Eleanor whipped the car around in a tight curve, the wheels skidding on the snow. The lights found Swisher again. He stopped running, turned around, raised an arm and threw a shot at the car. Glass tinkled and one headlight went out.

That shot cost him precious time, cost him his life. He might have made it to some kind of safety if he hadn’t stopped. It had been foolish to run towards the lake. There were no trees there to protect him.

Eleanor caught him. Hard.

His breaking body whipped back over the hood of the car, pinned there by the stunning force of the blow. His hands groped desperately for a hold, found none, and fell loosely over the hood as the life force drained from them. Eleanor was at the lake’s edge.

She kept right on going.

The car shot off the bank into the air two or three feet above the ice. It hung there for a tick, suspended in the sky. And then it dropped. Smashing down on the ice, the tires let go with four simultaneous, muffled explosions. The ice cracked and parted.

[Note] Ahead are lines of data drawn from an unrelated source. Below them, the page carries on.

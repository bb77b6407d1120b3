//! Background loops driving periodic work: cache refresh followed by change notification, and
//! export flushing.
use std::{
    sync::{
        mpsc::{RecvTimeoutError, SyncSender},
        Arc,
    },
    time::Duration,
};

use rand::{thread_rng, Rng};

use crate::{
    cache::FlagCache, config::PollerThreadConfig, export::ExportService, notify::NotifyService,
    Error, Result,
};

/// Work performed by a [`PollerThread`].
pub trait PollerTask {
    /// Called once per interval.
    fn tick(&mut self);

    /// Called once when the loop stops.
    fn close(&mut self);
}

/// Refreshes the flag cache and notifies of the changes.
pub struct RefreshTask {
    cache: Arc<FlagCache>,
    notify: Arc<NotifyService>,
}

impl RefreshTask {
    pub fn new(cache: Arc<FlagCache>, notify: Arc<NotifyService>) -> RefreshTask {
        RefreshTask { cache, notify }
    }
}

impl PollerTask for RefreshTask {
    fn tick(&mut self) {
        log::debug!(target: "flagserve", "refreshing flags");
        match self.cache.refresh() {
            Ok((old, new)) => self.notify.notify(&old, &new),
            // Keep serving the current flags, try again on the next tick.
            Err(err) => log::error!(target: "flagserve", "failed to refresh flags: {}", err),
        }
    }

    fn close(&mut self) {
        self.notify.close();
    }
}

/// Flushes buffered evaluation events.
pub struct FlushTask {
    export: Arc<ExportService>,
}

impl FlushTask {
    pub fn new(export: Arc<ExportService>) -> FlushTask {
        FlushTask { export }
    }
}

impl PollerTask for FlushTask {
    fn tick(&mut self) {
        self.export.flush();
    }

    fn close(&mut self) {
        self.export.close();
    }
}

/// A background thread running a [`PollerTask`] every interval until stopped.
pub struct PollerThread {
    join_handle: std::thread::JoinHandle<()>,

    /// Used to send a stop command to the thread.
    stop_sender: SyncSender<()>,
}

impl PollerThread {
    /// Start a thread named `name`.
    ///
    /// # Errors
    ///
    /// IO error if the thread failed to start.
    pub fn start(
        name: &str,
        config: PollerThreadConfig,
        mut task: impl PollerTask + Send + 'static,
    ) -> std::io::Result<PollerThread> {
        // A buffer of 1 is enough: `stop()` uses `try_send()` and a full buffer means a stop
        // command is already pending.
        let (stop_sender, stop_receiver) = std::sync::mpsc::sync_channel::<()>(1);

        let thread_name = name.to_owned();
        let join_handle = std::thread::Builder::new()
            .name(name.to_owned())
            .spawn(move || loop {
                let timeout = jitter(config.interval, config.jitter);
                match stop_receiver.recv_timeout(timeout) {
                    Err(RecvTimeoutError::Timeout) => task.tick(),
                    Ok(()) | Err(RecvTimeoutError::Disconnected) => {
                        log::debug!(target: "flagserve", "{} received stop command", thread_name);
                        task.close();
                        return;
                    }
                }
            })?;

        Ok(PollerThread {
            join_handle,
            stop_sender,
        })
    }

    /// Ask the thread to stop. Does not wait for it.
    pub fn stop(&self) {
        // Error means either the thread already exited or a stop command is already pending.
        let _ = self.stop_sender.try_send(());
    }

    /// Stop the thread and block until it has run its final `close()` and exited.
    pub fn shutdown(self) -> Result<()> {
        self.stop();
        self.join_handle
            .join()
            .map_err(|_| Error::PollerThreadPanicked)
    }
}

/// Subtract a random jitter of up to `jitter` from `interval`.
fn jitter(interval: Duration, jitter: Duration) -> Duration {
    if jitter.is_zero() {
        return interval;
    }
    let jitter = jitter.min(interval);
    interval.saturating_sub(thread_rng().gen_range(Duration::ZERO..=jitter))
}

When we reached the bank only the top of Thompson’s car appeared above the swirling water and broken ice.

Trudy Thompson said numbly, “That girl’s in there.”

I looked down at the roof of the car and whispered, because I didn’t want to be overheard.

“Good-bye, Eleanor.”

Climbing wearily up the stairs to my office, I found a light behind the door marked ELIZABETH SAARI, M.D. I pushed in on her without knocking. Elizabeth Saari glanced up from the desk, saw me, and quickly hung up the telephone she was using. On the floor beside the desk were two stuffed suitcases.

I guess I wasn’t any too pretty to look at.

She demanded, “Where have you been?”

“Why?” I wanted to know.

“Do you know the police are looking for you?”

“The police — what the hell for?”

“The hospital called me when they discovered your absence. I called the police. And I’ve just talked with Mother Hubbard.”

“What has she got to do with it?”

“I wanted to know if you had returned home.”

“Say — how come you know Mother Hubbard?”

She grinned at me in open amusement. “I’ve found out a lot of things about you, Charles Home. Most of it from Mother Hubbard. You see, I’ve learned a few of the principles of detection, too.”

“You don’t have to tell me twice.”

“And now, where have you been? You look a sight.”

“To put it brutally, I’ve been helping to haul a car and a couple of bodies out of the lake.”

Her eyes widened. She waited a moment and then asked, “A couple of bodies?”

“A man named Swisher and a girl I know only as Eleanor. Do they mean anything to you?”

“Eleanor? You said Eleanor was—”

“Leonore’s sister,” I supplied. “Another Chinese doll.”

“Then... you’ve... caught up with them?”

I nodded. “Don Thompson, Doc Burbee and myself wound things up a few hours ago. All but the small fry who’ll be arrested whenever and wherever they turn up.” I paused. “And, of course, with the exception of the remaining silent partner.”

“And that will be...?”

“That will be the party who has never openly become involved in the case,” I said flatly. “The presumably unknown, silent partner who stayed behind the scenes, managed operations and issued the orders through either Swisher or Ashley, and most important, arranged for the protection with the right sources. Protection in exchange for guaranteed elections.”